Rheumatoid arthritis
It is a chronic, inflammatory joint disease that occurs symmetrically. It has a prevalence of 1% in the adult population and predominates in women with a ratio of 3: 1 in relation to men. The most common age of onset is between 40 and 60 years.
How is it produced?
It is an inflammatory disease that appears in genetically predisposed individuals, in whom there is a triggering factor causing the inflammatory reaction. These factors are not fully known, but could be infectious, viral or bacterial agents. These would cause an immune response in the patient, causing the subsequent inflammatory process.
Symptoms
The beginning of the painting is insidious. The most frequent form of appearance is symmetric arthritis in the wrists, hands, feet and knees with a slowly progressive evolution. In other cases, arthritis affects only one joint.
Initially,, which can range from a minor discomfort to an intense and persistent pain that increases with mobility. There is increased heat without redness of the joint and morning stiffness characteristically appears, in the form of numbness of the hands when getting up in the morning and which can last more than 1 hour.
The affectation is symmetrical, chronic with a tendency to deformation as a consequence of the destruction of cartilage and bone. The most characteristic deformities in the hands are ulnar deviation and flexion of the interphalangeal joints of the fingers ("gooseneck fingers"). The temporomandibular joint and the cervical spine can be affected as the only vertebral segment.
It is a predominantly joint disease, but there are extra-articular symptoms such as fatigue and predominantly anorexia.
In the skin can be found rheumatoid nodules, which are bumps of the skin that usually appear in areas of friction such as the ankle, knee, back of the fingers and tibia, among others. They are usually painless and disappear spontaneously or with treatment. They appear slowly and reach a variable size of up to several centimeters in diameter.

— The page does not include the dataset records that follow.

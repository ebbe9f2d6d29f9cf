// Palisade: toxicity moderation decision service.
//
// This is the library root. The decision pipeline is
// validate -> moderation engine -> classifier; web is the HTTP boundary
// around it and output handles terminal display for the CLI.

pub mod classifier;
pub mod config;
pub mod moderation;
pub mod output;
pub mod validate;
pub mod web;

Other extra-articular manifestations are: vasculitis, pleuropulmonary involvement (pleuritis, pericarditis, myocarditis), ocular alterations (scleritis, episcleritis), neurological (nerve entrapment, cervical compression), bone (osteoporosis) and hematological disorders in the form of anemias.
Diagnosis
There are diagnostic criteria for rheumatoid arthritis that are based on clinical involvement, laboratory values, and characteristic radiological involvement.
Clinical criteria include: morning stiffness greater than 1 hour, arthritis in three or more joint areas, arthritis of the joints of the hands, symmetric arthritis, and rheumatoid nodules; the analytical criteria: positive rheumatoid factor and among the radiological criteria, typical alterations of rheumatoid arthritis in radiographs of the hands and wrists.
A patient has rheumatoid arthritis if he meets 4 of the 7 criteria described, taking into account that clinicians must be present for at least 6 weeks.
Treatment
There is no curative treatment, but drugs that, on the one hand, reduce pain by improving function and quality of life, and on the other hand, reduce the progression of the disease.
It is essential to explain the disease and the objectives of the treatment to the patient, bearing in mind that the objective of the treatment is not the cure of the disease but the reduction of pain and the prevention of sequelae.
The basic program includes rest in the acute phases of the disease, combined with regular exercise to maintain muscle tone and thus avoid joint stiffness and deformity, anti-inflammatory drugs (NSAIDs), rest splints, and a proper diet. indomethacin is the NSAID of choice.
Other pharmacological therapies include the so-called disease-modifying drugs, among which the gold salts, chloroquine, salazopyrin, and immunomodulatory agents (methotrexate, cyclosporine, and leflunominda) stand out.
Lately, biological therapies have been introduced that are representing a great advance in the treatment of these patients.